En février 2020, la majeure partie de la chaleur s'est déplacée vers la partie la plus septentrionale du continent et les températures ont monté en flèche à 20,75 ° C, ce qui a été enregistré à la station de Marambio au Brésil, à l'est de la péninsule (photo: fonte de la calotte glaciaire de l'île Eagle, en Antarctique)

L'Antarctique transpire à travers son premier HEATWAVE de trois jours avec des températures atteignant 20 ° C

Les chercheurs ont averti que le changement soudain de température devrait avoir de nombreux impacts biologiques qui pourraient dévaster la faune et la flore indigènes

Le scientifique principal de la division antarctique australienne Dana Bergstrom a déclaré que l'été chaud entraînerait très probablement une perturbation à long terme.

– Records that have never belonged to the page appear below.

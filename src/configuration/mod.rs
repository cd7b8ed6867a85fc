use std::path::PathBuf;

use thiserror::Error;

use crate::configuration::cli::{Args, CLIConfiguration};
use crate::configuration::default::DefaultConfiguration;
use crate::configuration::env::EnvironmentVariablesConfiguration;
use crate::configuration::files::FSConfiguration;

pub mod cli;

pub mod env;

pub mod files;

pub mod default;

pub const CONFIGURATION_FILE_NAME: &str = "steam-pricer.toml";

#[derive(Debug, Error)]
pub enum ConfigurationInitializationError {
    #[error(transparent)]
    EnvVarError {
        #[from]
        source: env::UnreadableVarError,
    },
    #[error(transparent)]
    ConfigurationFileLoadingError {
        #[from]
        source: files::MainConfigurationInitError,
    },
}

pub fn get(args: &Args) -> Result<impl Configuration, ConfigurationInitializationError> {
    let cfg_file = get_config_file(args)?;
    let cfg = FSConfiguration::new(cfg_file, DefaultConfiguration)?;
    let env_var_cfg = EnvironmentVariablesConfiguration::new(cfg);
    Ok(CLIConfiguration::new(args, env_var_cfg))
}

pub fn get_config_file(args: &Args) -> Result<Option<PathBuf>, env::UnreadableVarError> {
    if let Some(cfg_path) = args.config.clone() {
        return Ok(Some(cfg_path));
    } else if let Some(cfg_path) = env::get_config_file()? {
        return Ok(Some(cfg_path));
    } else if let Some(mut cfg_dir) = files::get_directory() {
        cfg_dir.push(CONFIGURATION_FILE_NAME);
        return Ok(Some(cfg_dir));
    }
    Ok(None)
}

#[derive(Error, Debug)]
pub enum ConfigurationError {
    #[error(transparent)]
    EnvVarError(#[from] env::UnreadableVarError),
    #[error("value '{got}' is not valid ('{expected}') - loaded from {origin}")]
    InvalidValueError {
        got: String,
        expected: String,
        origin: String,
    },
}

pub trait Configuration {
    /// Storefront country code, drives prices and currency.
    fn region(&self) -> Result<String, ConfigurationError>;

    /// Language of the titles returned by the storefront.
    fn language(&self) -> Result<String, ConfigurationError>;

    fn base_api_url(&self) -> Result<String, ConfigurationError>;

    fn no_color(&self) -> Result<Option<bool>, ConfigurationError>;
}

pub fn validate_region(region: &str, origin: &str) -> Result<String, ConfigurationError> {
    let region = region.trim();
    if region.len() != 2 || !region.chars().all(|c| c.is_ascii_alphabetic()) {
        return Err(ConfigurationError::InvalidValueError {
            got: region.to_string(),
            expected: "two letters country code".to_string(),
            origin: origin.to_string(),
        });
    }
    Ok(region.to_lowercase())
}

pub fn validate_language(language: &str, origin: &str) -> Result<String, ConfigurationError> {
    let language = language.trim();
    if language.is_empty() || !language.chars().all(|c| c.is_ascii_alphabetic() || c == '-') {
        return Err(ConfigurationError::InvalidValueError {
            got: language.to_string(),
            expected: "language code or name".to_string(),
            origin: origin.to_string(),
        });
    }
    Ok(language.to_string())
}
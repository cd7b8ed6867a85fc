use std::fmt::Debug;
use std::sync::{Mutex, RwLock};

use colored::{ColoredString, Colorize};
use serde::Serialize;
use thiserror::Error;

static LOG: RwLock<Output> = RwLock::new(Output::new(false, Verbosity::Normal));

pub fn init(stdout_json: bool, verbosity: Verbosity) {
    if let Ok(mut log) = LOG.write() {
        *log = Output::new(stdout_json, verbosity);
    }
}

pub fn get_verbosity() -> Verbosity {
    LOG.read().map(|l| l.verbosity).unwrap_or(Verbosity::Normal)
}

fn output_as_json() -> bool {
    LOG.read().map(|l| l.stdout_json).unwrap_or(false)
}

macro_rules! warning {
    ($($arg:tt)*) => {{
        let out = format!("WARN:\t{}", format_args!($($arg)*));
        $crate::logging::warn_str(&out)
    }};
}
pub(crate) use warning;

pub fn warn_str(str: &str) {
    if Verbosity::Quiet != get_verbosity() {
        eprintln!("{}", str.dimmed())
    }
}

macro_rules! info {
    ($($arg:tt)*) => {{
        let out = format!("INFO:\t{}", format_args!($($arg)*));
        $crate::logging::info_str(&out)
    }};
}
pub(crate) use info;

pub fn info_str(str: &str) {
    match get_verbosity() {
        Verbosity::Info | Verbosity::Debug | Verbosity::Trace => {
            eprintln!("{}", str.dimmed())
        }
        _ => {}
    }
}

macro_rules! debug {
    ($($arg:tt)*) => {{
        let out = format!("DEBUG:\t{}", format_args!($($arg)*));
        $crate::logging::debug_str(&out)
    }};
}
pub(crate) use debug;

pub fn debug_str(str: &str) {
    match get_verbosity() {
        Verbosity::Debug | Verbosity::Trace => {
            eprintln!("{}", str.dimmed())
        }
        _ => {}
    }
}

macro_rules! trace {
    ($($arg:tt)*) => {{
        let out = format!("TRACE:\t{}", format_args!($($arg)*));
        $crate::logging::trace_str(&out)
    }};
}
pub(crate) use trace;

pub fn trace_str(str: &str) {
    if get_verbosity() == Verbosity::Trace {
        eprintln!("{}", str.dimmed())
    }
}

#[derive(Debug, Error)]
pub enum StdoutError {
    #[error("Couldn't serialize stdout: {source}")]
    JSONConversionException { source: serde_json::Error },
}

pub fn stdoutln<T: Stdout>(out: T) -> Result<(), StdoutError> {
    if output_as_json() {
        let out_str = serde_json::to_string(&out)
            .map_err(|source| StdoutError::JSONConversionException { source })?;
        println!("{}", out_str);
    } else {
        println!("{}", out.standard(get_verbosity()));
    }
    Ok(())
}

pub fn println_stderr(msg: &str) {
    eprintln!("{}", msg);
}

pub fn err(err: anyhow::Error) {
    match get_verbosity() {
        Verbosity::Quiet | Verbosity::Normal => {
            eprintln!("{}", err);
        }
        Verbosity::Info | Verbosity::Debug | Verbosity::Trace => {
            eprintln!("{:?}", err);
        }
    }
}

#[derive(Debug, Clone, Copy, PartialEq)]
pub enum Verbosity {
    Normal,
    Quiet,
    Info,
    Debug,
    Trace,
}

impl Verbosity {
    pub fn new(verbosity: u8, quiet: bool) -> Self {
        if quiet {
            return Verbosity::Quiet;
        }
        match verbosity {
            0 => Verbosity::Normal,
            1 => Verbosity::Info,
            2 => Verbosity::Debug,
            _ => Verbosity::Trace,
        }
    }
}

#[derive(Clone)]
struct Output {
    verbosity: Verbosity,
    stdout_json: bool,
}

impl Output {
    const fn new(stdout_json: bool, verbosity: Verbosity) -> Self {
        Output {
            stdout_json,
            verbosity,
        }
    }
}

pub trait Message {
    fn standard(&self, verbosity: Verbosity) -> ColoredString;
}

pub trait Stdout: Serialize + Message {}

#[derive(Debug, Clone, Copy, PartialEq, Eq)]
pub enum Level {
    Warn,
    Info,
    Debug,
    Trace,
}

/// Sink for the diagnostics emitted while fetching and aggregating prices.
///
/// Kept separate from the global stderr logger so the price pipeline can be
/// observed in tests without capturing the process output.
pub trait Diagnostics: Send + Sync {
    fn record(&self, level: Level, message: &str);
}

/// Forwards every diagnostic to the stderr logger, filtered by the current verbosity.
pub struct ConsoleDiagnostics;

impl Diagnostics for ConsoleDiagnostics {
    fn record(&self, level: Level, message: &str) {
        match level {
            Level::Warn => warn_str(&format!("WARN:\t{}", message)),
            Level::Info => info_str(&format!("INFO:\t{}", message)),
            Level::Debug => debug_str(&format!("DEBUG:\t{}", message)),
            Level::Trace => trace_str(&format!("TRACE:\t{}", message)),
        }
    }
}

/// Keeps diagnostics in memory, in emission order.
#[derive(Default)]
pub struct RecordedDiagnostics {
    entries: Mutex<Vec<(Level, String)>>,
}

impl RecordedDiagnostics {
    pub fn new() -> Self {
        Self::default()
    }

    pub fn entries(&self) -> Vec<(Level, String)> {
        self.entries
            .lock()
            .map(|e| e.clone())
            .unwrap_or_default()
    }

    pub fn messages(&self, level: Level) -> Vec<String> {
        self.entries()
            .into_iter()
            .filter(|(l, _)| *l == level)
            .map(|(_, m)| m)
            .collect()
    }
}

impl Diagnostics for RecordedDiagnostics {
    fn record(&self, level: Level, message: &str) {
        if let Ok(mut entries) = self.entries.lock() {
            entries.push((level, message.to_string()));
        }
    }
}
#![allow(dead_code)]

pub mod clitests;
pub mod mockserver;
pub mod paths;
use std::path::Path;

use thiserror::Error;

use crate::display::Display;
use crate::logging;
use crate::model::prices::AppId;

#[derive(Debug, Error)]
pub enum InputError {
    #[error("Could not read identifiers file '{path}': {source}")]
    ReadFile {
        path: String,
        source: std::io::Error,
    },
}

/// Reads one identifier per line, dropping every line that is not made of decimal digits.
pub async fn read_identifiers(path: &Path) -> Result<Vec<String>, InputError> {
    let content = tokio::fs::read_to_string(path)
        .await
        .map_err(|source| InputError::ReadFile {
            path: path.to_display(),
            source,
        })?;
    let identifiers = filter_identifiers(&content);
    logging::debug!(
        "{} identifier(s) loaded from {}",
        identifiers.len(),
        path.to_display()
    );
    Ok(identifiers)
}

pub fn filter_identifiers(content: &str) -> Vec<String> {
    content
        .lines()
        .filter(|line| AppId::parse_line(line).is_some())
        .map(|line| line.trim().to_string())
        .collect()
}
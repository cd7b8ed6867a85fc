use std::process;

use clap::Parser;

use steam_pricer::commands::check::check;
use steam_pricer::configuration::cli::Args;
use steam_pricer::configuration::{self, Configuration};
use steam_pricer::errors::{Advice, EnvironmentError, PricerError};
use steam_pricer::interactive;
use steam_pricer::logging::{self, Verbosity};

#[tokio::main]
async fn main() -> Result<(), PricerError> {
    let args = Args::parse();
    let verbosity = Verbosity::new(args.verbose, args.quiet);
    logging::init(args.json, verbosity);

    if let Err(e) = run(args).await {
        let mut advice = None;
        if let Verbosity::Normal = verbosity {
            if let Some(adv) = e.advice() {
                advice = Some(adv)
            }
        }

        let any_err = anyhow::Error::from(e);
        logging::err(any_err);

        if let Some(adv) = advice {
            logging::println_stderr("");
            logging::println_stderr(&adv.to_string())
        }

        process::exit(1);
    }
    Ok(())
}

async fn run(args: Args) -> Result<(), PricerError> {
    let cfg = configuration::get(&args)?;

    if args.force_color {
        colored::control::set_override(true);
    } else if let Some(no_color) =
        cfg.no_color()
            .map_err(|source| EnvironmentError::ConfigurationOptionLoading {
                option_name: "no_color".to_string(),
                source,
            })?
    {
        if no_color {
            colored::control::set_override(false);
        }
    }

    let file = match &args.file {
        Some(file) => file.clone(),
        None => match interactive::prompt_identifiers_file()? {
            Some(file) => file,
            None => return Ok(()),
        },
    };

    check(&file, &cfg, !args.json).await
}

"La plus grande partie de la vie existe dans de petites oasis sans glace en Antarctique et dépend largement de la fonte de la neige et de la glace pour leur approvisionnement en eau", a déclaré le Dr Bergstrom.

«Les inondations d'eau de fonte peuvent fournir de l'eau supplémentaire à ces écosystèmes désertiques, entraînant une croissance et une reproduction accrues des mousses, des lichens, des microbes et des invertébrés.

"Cependant, des inondations excessives peuvent déloger les plantes et modifier la composition des communautés d'invertébrés et de tapis microbiens."

Le Dr Bergstrom a déclaré que si la glace fond complètement au début, il y aura une sécheresse pour le reste de la saison.

Les résultats ont été publiés mardi dans Global Change Biology par une équipe mondiale, comprenant des scientifiques de l'Université de Wollongong, de l'Université de Tasmanie et de la Division antarctique australienne.